▶ [EXERCISE PROMPT] Stop after the line that contains "pub fn cancel(job_id: i64, req: Request, state: &AppState)"; until then, restate each line of the entries word for word from the very first.

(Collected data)
[Start of Attachment]
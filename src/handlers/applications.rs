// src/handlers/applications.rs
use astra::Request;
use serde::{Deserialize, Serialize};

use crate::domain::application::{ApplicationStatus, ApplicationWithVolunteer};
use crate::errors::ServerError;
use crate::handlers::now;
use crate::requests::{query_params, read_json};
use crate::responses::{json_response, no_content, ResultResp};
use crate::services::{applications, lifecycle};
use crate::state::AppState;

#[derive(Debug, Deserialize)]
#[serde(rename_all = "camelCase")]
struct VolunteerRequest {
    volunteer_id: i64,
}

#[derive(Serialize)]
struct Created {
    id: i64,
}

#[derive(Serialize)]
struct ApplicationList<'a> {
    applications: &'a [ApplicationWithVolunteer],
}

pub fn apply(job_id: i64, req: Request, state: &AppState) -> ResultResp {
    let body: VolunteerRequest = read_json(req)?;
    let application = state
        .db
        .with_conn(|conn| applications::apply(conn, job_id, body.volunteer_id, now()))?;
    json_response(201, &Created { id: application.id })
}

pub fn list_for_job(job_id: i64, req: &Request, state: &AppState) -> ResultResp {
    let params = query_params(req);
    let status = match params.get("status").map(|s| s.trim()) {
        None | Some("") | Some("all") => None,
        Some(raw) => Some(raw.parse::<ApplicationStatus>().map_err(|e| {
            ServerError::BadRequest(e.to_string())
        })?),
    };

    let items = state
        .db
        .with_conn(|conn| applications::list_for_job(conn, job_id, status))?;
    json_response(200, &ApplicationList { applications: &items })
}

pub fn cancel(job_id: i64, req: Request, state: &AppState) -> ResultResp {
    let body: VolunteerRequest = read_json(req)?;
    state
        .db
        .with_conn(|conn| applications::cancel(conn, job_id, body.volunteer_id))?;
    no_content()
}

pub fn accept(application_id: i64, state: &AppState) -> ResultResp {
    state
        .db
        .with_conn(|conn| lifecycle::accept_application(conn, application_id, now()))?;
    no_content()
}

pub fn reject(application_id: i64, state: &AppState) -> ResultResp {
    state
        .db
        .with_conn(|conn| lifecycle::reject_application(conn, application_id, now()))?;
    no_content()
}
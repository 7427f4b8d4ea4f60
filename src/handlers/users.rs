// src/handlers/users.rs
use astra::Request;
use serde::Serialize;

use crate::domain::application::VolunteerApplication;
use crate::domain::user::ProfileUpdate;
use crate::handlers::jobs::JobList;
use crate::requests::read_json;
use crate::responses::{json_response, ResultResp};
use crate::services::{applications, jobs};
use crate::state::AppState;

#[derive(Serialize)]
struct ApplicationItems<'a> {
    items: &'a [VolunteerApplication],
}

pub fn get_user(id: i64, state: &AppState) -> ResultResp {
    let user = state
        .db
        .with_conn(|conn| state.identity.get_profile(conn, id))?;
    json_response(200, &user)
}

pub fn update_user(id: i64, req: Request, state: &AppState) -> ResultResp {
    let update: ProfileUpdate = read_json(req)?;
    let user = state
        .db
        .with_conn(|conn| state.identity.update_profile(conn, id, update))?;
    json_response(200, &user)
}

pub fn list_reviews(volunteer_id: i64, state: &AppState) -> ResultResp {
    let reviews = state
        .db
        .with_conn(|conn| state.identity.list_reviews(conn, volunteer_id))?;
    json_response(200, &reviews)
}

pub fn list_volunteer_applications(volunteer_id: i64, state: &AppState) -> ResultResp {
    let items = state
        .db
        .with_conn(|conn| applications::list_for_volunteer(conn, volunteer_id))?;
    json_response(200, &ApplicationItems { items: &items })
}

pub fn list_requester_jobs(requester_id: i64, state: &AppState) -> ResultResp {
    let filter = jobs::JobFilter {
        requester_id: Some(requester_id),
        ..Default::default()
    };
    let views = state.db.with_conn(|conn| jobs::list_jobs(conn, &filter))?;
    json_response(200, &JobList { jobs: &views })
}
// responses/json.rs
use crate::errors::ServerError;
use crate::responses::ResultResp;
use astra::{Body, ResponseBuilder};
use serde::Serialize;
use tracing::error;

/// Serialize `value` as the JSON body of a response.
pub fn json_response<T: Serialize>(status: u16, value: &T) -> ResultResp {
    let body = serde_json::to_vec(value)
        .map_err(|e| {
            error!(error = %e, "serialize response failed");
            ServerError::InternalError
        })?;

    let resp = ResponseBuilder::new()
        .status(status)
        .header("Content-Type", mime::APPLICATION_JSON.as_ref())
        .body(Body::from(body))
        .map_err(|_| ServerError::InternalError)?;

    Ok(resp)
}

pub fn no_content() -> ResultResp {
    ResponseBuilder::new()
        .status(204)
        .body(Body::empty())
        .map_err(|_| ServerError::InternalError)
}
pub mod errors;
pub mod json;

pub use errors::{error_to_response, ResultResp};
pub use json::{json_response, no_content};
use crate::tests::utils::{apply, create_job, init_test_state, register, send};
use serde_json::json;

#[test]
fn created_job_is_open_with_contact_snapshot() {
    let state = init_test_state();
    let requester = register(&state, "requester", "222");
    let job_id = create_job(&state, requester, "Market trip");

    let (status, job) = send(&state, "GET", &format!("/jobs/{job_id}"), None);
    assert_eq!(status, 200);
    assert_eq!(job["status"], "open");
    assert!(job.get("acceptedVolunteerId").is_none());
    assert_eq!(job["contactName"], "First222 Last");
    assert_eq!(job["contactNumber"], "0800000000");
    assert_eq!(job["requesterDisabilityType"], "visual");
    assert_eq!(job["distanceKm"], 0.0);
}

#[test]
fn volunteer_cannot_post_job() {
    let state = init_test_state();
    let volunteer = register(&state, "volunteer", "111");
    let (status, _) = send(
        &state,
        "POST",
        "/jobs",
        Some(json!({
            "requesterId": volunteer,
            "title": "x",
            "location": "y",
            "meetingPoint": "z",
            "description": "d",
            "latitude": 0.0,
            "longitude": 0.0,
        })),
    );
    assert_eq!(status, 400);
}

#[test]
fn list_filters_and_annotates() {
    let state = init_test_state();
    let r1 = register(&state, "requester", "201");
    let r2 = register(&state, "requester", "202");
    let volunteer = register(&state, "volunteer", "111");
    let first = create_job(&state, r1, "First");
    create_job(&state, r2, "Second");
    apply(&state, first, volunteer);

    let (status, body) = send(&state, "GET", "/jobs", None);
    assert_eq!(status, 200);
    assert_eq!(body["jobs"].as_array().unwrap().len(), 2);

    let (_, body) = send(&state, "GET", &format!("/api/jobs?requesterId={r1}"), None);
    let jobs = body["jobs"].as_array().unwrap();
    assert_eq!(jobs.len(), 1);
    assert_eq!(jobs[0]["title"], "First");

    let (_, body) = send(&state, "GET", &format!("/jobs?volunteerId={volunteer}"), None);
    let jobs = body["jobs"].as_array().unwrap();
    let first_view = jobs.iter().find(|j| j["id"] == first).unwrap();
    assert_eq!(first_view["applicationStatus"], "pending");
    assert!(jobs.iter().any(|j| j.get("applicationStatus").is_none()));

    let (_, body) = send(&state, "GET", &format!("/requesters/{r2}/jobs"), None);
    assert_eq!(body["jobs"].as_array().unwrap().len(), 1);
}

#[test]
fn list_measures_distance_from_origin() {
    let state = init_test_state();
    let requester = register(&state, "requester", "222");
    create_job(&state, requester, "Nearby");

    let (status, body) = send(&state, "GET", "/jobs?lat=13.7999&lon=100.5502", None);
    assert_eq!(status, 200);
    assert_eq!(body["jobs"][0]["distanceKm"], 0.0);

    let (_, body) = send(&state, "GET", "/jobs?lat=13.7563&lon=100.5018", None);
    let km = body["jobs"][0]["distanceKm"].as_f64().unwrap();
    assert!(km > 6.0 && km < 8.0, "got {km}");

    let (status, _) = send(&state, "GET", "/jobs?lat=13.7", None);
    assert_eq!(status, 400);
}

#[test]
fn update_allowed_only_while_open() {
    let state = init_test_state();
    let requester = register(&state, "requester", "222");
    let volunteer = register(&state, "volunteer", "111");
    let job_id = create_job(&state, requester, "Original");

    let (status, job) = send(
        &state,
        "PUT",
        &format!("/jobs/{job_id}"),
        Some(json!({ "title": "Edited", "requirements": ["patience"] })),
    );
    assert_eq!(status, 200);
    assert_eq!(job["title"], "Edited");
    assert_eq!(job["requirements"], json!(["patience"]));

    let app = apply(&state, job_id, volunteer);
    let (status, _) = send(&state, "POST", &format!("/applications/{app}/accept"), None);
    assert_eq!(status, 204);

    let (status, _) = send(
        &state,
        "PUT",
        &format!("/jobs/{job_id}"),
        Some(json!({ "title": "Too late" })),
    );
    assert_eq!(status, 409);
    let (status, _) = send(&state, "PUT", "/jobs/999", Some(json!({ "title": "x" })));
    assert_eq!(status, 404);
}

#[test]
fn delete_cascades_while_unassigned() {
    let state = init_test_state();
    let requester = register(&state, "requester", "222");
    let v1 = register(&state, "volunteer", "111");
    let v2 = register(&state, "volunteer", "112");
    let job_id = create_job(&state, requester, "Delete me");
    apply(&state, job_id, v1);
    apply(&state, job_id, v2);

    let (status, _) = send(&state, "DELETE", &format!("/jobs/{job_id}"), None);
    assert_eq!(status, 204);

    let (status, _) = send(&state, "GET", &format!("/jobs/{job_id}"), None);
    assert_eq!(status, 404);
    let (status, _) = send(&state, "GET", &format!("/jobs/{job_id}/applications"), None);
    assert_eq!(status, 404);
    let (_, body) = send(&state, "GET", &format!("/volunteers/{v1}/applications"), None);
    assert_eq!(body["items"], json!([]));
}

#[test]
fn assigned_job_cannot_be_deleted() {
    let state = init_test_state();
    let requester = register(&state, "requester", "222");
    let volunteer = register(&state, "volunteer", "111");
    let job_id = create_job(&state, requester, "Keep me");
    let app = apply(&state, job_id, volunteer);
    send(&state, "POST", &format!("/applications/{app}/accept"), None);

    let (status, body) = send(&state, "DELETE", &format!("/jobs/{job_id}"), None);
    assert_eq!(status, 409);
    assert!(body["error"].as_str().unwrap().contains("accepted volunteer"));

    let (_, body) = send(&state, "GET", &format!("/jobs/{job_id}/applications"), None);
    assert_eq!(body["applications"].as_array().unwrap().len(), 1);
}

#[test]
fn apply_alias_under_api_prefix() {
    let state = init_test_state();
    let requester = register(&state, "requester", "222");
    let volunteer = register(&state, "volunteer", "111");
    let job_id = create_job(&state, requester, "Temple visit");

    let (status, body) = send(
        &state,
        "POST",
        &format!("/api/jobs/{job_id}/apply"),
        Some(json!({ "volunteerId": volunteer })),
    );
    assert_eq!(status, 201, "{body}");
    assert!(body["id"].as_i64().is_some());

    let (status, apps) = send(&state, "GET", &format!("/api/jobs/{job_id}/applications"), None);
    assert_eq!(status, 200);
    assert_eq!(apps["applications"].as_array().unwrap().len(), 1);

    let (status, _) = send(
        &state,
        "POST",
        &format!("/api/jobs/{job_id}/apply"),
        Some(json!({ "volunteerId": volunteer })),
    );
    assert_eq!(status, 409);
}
[End of Attachment]
▶ [REPLY]
filename src/handlers/applications.rs
// src/handlers/applications.rs
use astra::Request;
use serde::{Deserialize, Serialize};

use crate::domain::application::{ApplicationStatus, ApplicationWithVolunteer};
use crate::errors::ServerError;
use crate::handlers::now;
use crate::requests::{query_params, read_json};
use crate::responses::{json_response, no_content, ResultResp};
use crate::services::{applications, lifecycle};
use crate::state::AppState;

#[derive(Debug, Deserialize)]
#[serde(rename_all = "camelCase")]
struct VolunteerRequest {
    volunteer_id: i64,
}

#[derive(Serialize)]
struct Created {
    id: i64,
}

#[derive(Serialize)]
struct ApplicationList<'a> {
    applications: &'a [ApplicationWithVolunteer],
}

pub fn apply(job_id: i64, req: Request, state: &AppState) -> ResultResp {
    let body: VolunteerRequest = read_json(req)?;
    let application = state
        .db
        .with_conn(|conn| applications::apply(conn, job_id, body.volunteer_id, now()))?;
    json_response(201, &Created { id: application.id })
}

pub fn list_for_job(job_id: i64, req: &Request, state: &AppState) -> ResultResp {
    let params = query_params(req);
    let status = match params.get("status").map(|s| s.trim()) {
        None | Some("") | Some("all") => None,
        Some(raw) => Some(raw.parse::<ApplicationStatus>().map_err(|e| {
            ServerError::BadRequest(e.to_string())
        })?),
    };

    let items = state
        .db
        .with_conn(|conn| applications::list_for_job(conn, job_id, status))?;
    json_response(200, &ApplicationList { applications: &items })
}

pub fn cancel(job_id: i64, req: Request, state: &AppState) -> ResultResp {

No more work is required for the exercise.